I think the podiatry field looks great. I'm a hospital based podiatrist. There are a lot of opportunities for podiatrists at hospitals. I've been an attending for about 8 months so I can't tell you if the ACA will have any affect on podiatrists' salaries. . It is part of the health care system just like medicare, medicaid or private insurance. I am more worried about hitting my RVUs,coding, billing and building my practice then ACA.
 
Sounds good! Can you operate on the ankle and forefoot?
 
Oh okay I see. The pod I shadow is a graduate of NYCPM. That's my dream pod school. Is that where you went Dr.?
 
I see. What is the most complex surgery you have completed in your years of practice and how long was it?

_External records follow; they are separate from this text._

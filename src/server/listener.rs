use std::io;
use std::net::SocketAddr;
use std::sync::Arc;
use std::time::Duration;

use tokio::net::{TcpListener, TcpSocket};
use tokio_util::sync::CancellationToken;
use tracing::{Instrument, debug, info, info_span, warn};

use crate::cluster::{Cluster, Session};
use crate::schema_cache::SchemaCache;
use crate::server::connection::Connection;
use crate::server::registry::Registry;

/// Listen backlog used when none is configured.
pub const DEFAULT_BACKLOG: u32 = 1024;

/// Pause after a failed `accept`, so a persistent failure (e.g. out of
/// file descriptors) does not spin.
const ACCEPT_BACKOFF: Duration = Duration::from_millis(100);

/// TCP server sharing one cluster session among its client connections.
pub struct Server<C: Cluster> {
    listener: TcpListener,
    session: Arc<Session<C>>,
    schema_cache: Arc<SchemaCache>,
    registry: Registry,
    next_conn_id: u64,
}

impl<C: Cluster> Server<C> {
    /// Creates a new server with a given listener and shared session.
    pub fn new(listener: TcpListener, session: Arc<Session<C>>) -> Self {
        Self {
            listener,
            session,
            schema_cache: Arc::new(SchemaCache::new()),
            registry: Registry::new(),
            next_conn_id: 1,
        }
    }

    /// Uses an existing schema cache instead of a fresh one.
    pub fn with_schema_cache(mut self, schema_cache: Arc<SchemaCache>) -> Self {
        self.schema_cache = schema_cache;
        self
    }

    /// Binds a listening socket with `SO_REUSEADDR` set.
    pub fn bind(addr: SocketAddr, backlog: Option<u32>) -> io::Result<TcpListener> {
        let socket = if addr.is_ipv4() {
            TcpSocket::new_v4()?
        } else {
            TcpSocket::new_v6()?
        };
        socket.set_reuseaddr(true)?;
        socket.bind(addr)?;
        socket.listen(backlog.unwrap_or(DEFAULT_BACKLOG))
    }

    pub fn local_addr(&self) -> io::Result<SocketAddr> {
        self.listener.local_addr()
    }

    /// Accepts connections until `shutdown` is cancelled.
    ///
    /// On shutdown the listener is closed first, then every live worker
    /// is asked to stop. Workers are not awaited.
    pub async fn serve(mut self, shutdown: CancellationToken) {
        loop {
            let (stream, peer) = tokio::select! {
                res = self.listener.accept() => match res {
                    Ok(accepted) => accepted,
                    Err(e) => {
                        warn!(error = %e, "accept failed");
                        tokio::time::sleep(ACCEPT_BACKOFF).await;
                        continue;
                    }
                },
                _ = shutdown.cancelled() => break,
            };

            if let Err(e) = stream.set_nodelay(true) {
                debug!(%peer, error = %e, "cannot set TCP_NODELAY");
            }

            let conn_id = self.next_conn_id;
            self.next_conn_id += 1;
            debug!(conn_id, %peer, "accepted connection");

            let session = self.session.clone();
            let schema_cache = self.schema_cache.clone();
            let span = info_span!("conn", conn_id, %peer);
            self.registry.spawn(conn_id, peer, move |stop| {
                async move {
                    let mut connection = Connection::new(stream, session, schema_cache);
                    if let Err(e) = connection.run(stop).await {
                        debug!(error = %e, "connection closed on error");
                    }
                }
                .instrument(span)
            });
        }

        drop(self.listener);
        let signalled = self.registry.stop_all();
        info!(workers = signalled, "listener stopped");
    }
}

Sorry if I'm asking a lot of Q's
 
I've been attending least than a year. My last complex surgery was as a resident. One of my attendings, a podiatrist that works for an ortho group in NJ, did a pretty cool total ankle replacement.
 
Sounds sweet! I'm an ER Tech for a local hospital and it's a level one trauma center. If I do podiatry I really want to follow residency with a trauma fellowship. Is there a lot of trauma for pods to work on surgery wise or not really because it's handed off to F/A orthos?
 
So what you're saying pretty much depends on job availability and if hospitals need a F/A guy for trauma calls as well as group practices and their needs.